Shadow of a doubt: human action recognition from silhouettes

Three logical horizontal level of human silhouette Three logical horizontal level of human silhouette

Silhouette is an eponym derived from the name of a French finance minister Étienne de Silhouette who was, in 1759, forced by France’s credit crisis during the Seven Years’ War, to impose sever economic demands upon the French people, particularly the wealth. Because of this austere economy, his name became synonymous with anything done cheaply, and people started doing silhouette profiles cut from black cards, since this was – before the advent of photography – the cheapest way to record a person’s appearance.

It is often difficult to recognize actions and perform object tracking from silhouette images, especially from video. Researchers from India have proposed a novel human action recognition technique as a combination of several micro action sequences performed by one or more body parts of the human. This model estimates the movements of different body parts for any given time segment to classify actions. One important problem is the presence of occlusions, clutter, interaction among multiple objects, and changing of illuminations. A huge problem is environmental complexity, due to environmental condition of the scene elements; and acquisition complexity, which depends on video acquisition, that varies with respect to view point, movement of the camera etc. In general. human actions are complex as well. Therefore, a proposed model has to handle all of these challenges.

Flow diagram of the general procedure

Flow diagram of the general procedure

Researchers have used the videos that contain human silhouettes only, without considering silhouette extraction techniques.
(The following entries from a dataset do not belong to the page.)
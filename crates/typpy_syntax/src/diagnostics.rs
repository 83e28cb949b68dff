//! Diagnostics shared by the syntax frontend and the analyzer.
//!
//! A [`CompileError`] is an unlocated finding: a kind, a message and a byte [`Span`]. The
//! analyzer turns it into a file/line/column record with a [`LineIndex`].

use crate::ast::Span;
use std::fmt;

/// A finding about analyzed source code, anchored to a byte span.
#[derive(Debug, Clone, PartialEq, thiserror::Error)]
#[error("{message}")]
pub struct CompileError {
    pub message: String,
    pub span: Span,
    pub kind: ErrorKind,
    /// Short message rendered next to the underline.
    pub label: Option<String>,
    pub notes: Vec<String>,
    pub hints: Vec<String>,
}

impl CompileError {
    pub fn new(kind: ErrorKind, message: impl Into<String>, span: Span) -> Self {
        Self {
            message: message.into(),
            span,
            kind,
            label: None,
            notes: Vec::new(),
            hints: Vec::new(),
        }
    }

    pub fn syntax(message: impl Into<String>, span: Span) -> Self {
        Self::new(ErrorKind::Syntax, message, span)
    }

    pub fn with_label(mut self, label: impl Into<String>) -> Self {
        self.label = Some(label.into());
        self
    }

    pub fn with_note(mut self, note: impl Into<String>) -> Self {
        self.notes.push(note.into());
        self
    }

    pub fn with_hint(mut self, hint: impl Into<String>) -> Self {
        self.hints.push(hint.into());
        self
    }
}

/// Diagnostic taxonomy.
#[derive(Debug, Clone, Copy, PartialEq, Eq, Hash)]
pub enum ErrorKind {
    /// Source could not be read or tokenized/parsed.
    Syntax,
    /// A name was not found anywhere in the scope chain.
    UnresolvedSymbol,
    /// Too many or too few values (call arguments, destructuring targets).
    ArityMismatch,
    UnexpectedKeyword,
    /// A keyword re-supplies an already bound parameter.
    DuplicateBinding,
    TypeMismatch,
    UnsupportedConstruct,
}

impl fmt::Display for ErrorKind {
    fn fmt(&self, f: &mut fmt::Formatter<'_>) -> fmt::Result {
        match self {
            ErrorKind::Syntax => write!(f, "syntax error"),
            ErrorKind::UnresolvedSymbol => write!(f, "unresolved symbol"),
            ErrorKind::ArityMismatch => write!(f, "arity mismatch"),
            ErrorKind::UnexpectedKeyword => write!(f, "unexpected keyword"),
            ErrorKind::DuplicateBinding => write!(f, "duplicate binding"),
            ErrorKind::TypeMismatch => write!(f, "type mismatch"),
            ErrorKind::UnsupportedConstruct => write!(f, "unsupported construct"),
        }
    }
}

/// Maps byte offsets to line/column positions.
///
/// Lines are 1-based and columns are 0-based byte offsets within the line, matching the
/// conventions of Python's own `ast` module.
#[derive(Debug, Clone)]
pub struct LineIndex {
    line_starts: Vec<usize>,
    len: usize,
}

impl LineIndex {
    pub fn new(source: &str) -> Self {
        let mut line_starts = vec![0];
        line_starts.extend(source.match_indices('\n').map(|(i, _)| i + 1));
        Self {
            line_starts,
            len: source.len(),
        }
    }

    /// Return `(line, column)` for a byte offset. Offsets past the end clamp to the end.
    pub fn line_col(&self, offset: usize) -> (usize, usize) {
        let offset = offset.min(self.len);
        let line = self.line_starts.partition_point(|&start| start <= offset);
        let line_start = self.line_starts[line - 1];
        (line, offset - line_start)
    }

    /// Byte offset where a 1-based line starts, if the line exists.
    pub fn line_start(&self, line: usize) -> Option<usize> {
        line.checked_sub(1).and_then(|i| self.line_starts.get(i)).copied()
    }

    pub fn line_count(&self) -> usize {
        self.line_starts.len()
    }
}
To reduce the complexity, the proposed work considered videos that contained only one human object in each of the frame. The major components of a generic recognition system using human silhouettes consists of three broad substeps: foreground extraction, foreground classification, and feature extraction and action classification. The foreground is extracted by eliminating background of the video, which helps to reduce the searching area of the current frame. The foreground classification determines whether the foreground area contains a human or not (to avoid analyzing nonhuman objects). The analysis of the human body parts movement is performed for the consecutive frames to determine the human action in successive frames.

The main components of this work are consisted of the following steps. The first is the automatic localization of body, head, hands etc. and the average accuracy rate is about 97%. The second is the extraction of newly introduced low-dimensional spatio-temporal body-parts movement features for human action recognition. This framework uses a rule-based logic set to determine different human actions. The datasets used were the Weizmann Human Action Database and MuHAVi. The proposed technique has successfully localized and determined human actions with high accuracy except the action with head upside down, sitting and lying. The spatio-temporal body-parts movement technique does not require training and is independent of the camera view angle. Experimental results involving the mentioned publicly available datasets have shown that this technique outperforms the other in terms of the success rate. The future of this work relies on extending the framework to detect action in the sitting and lying conditions as well, making the detection process more extensive.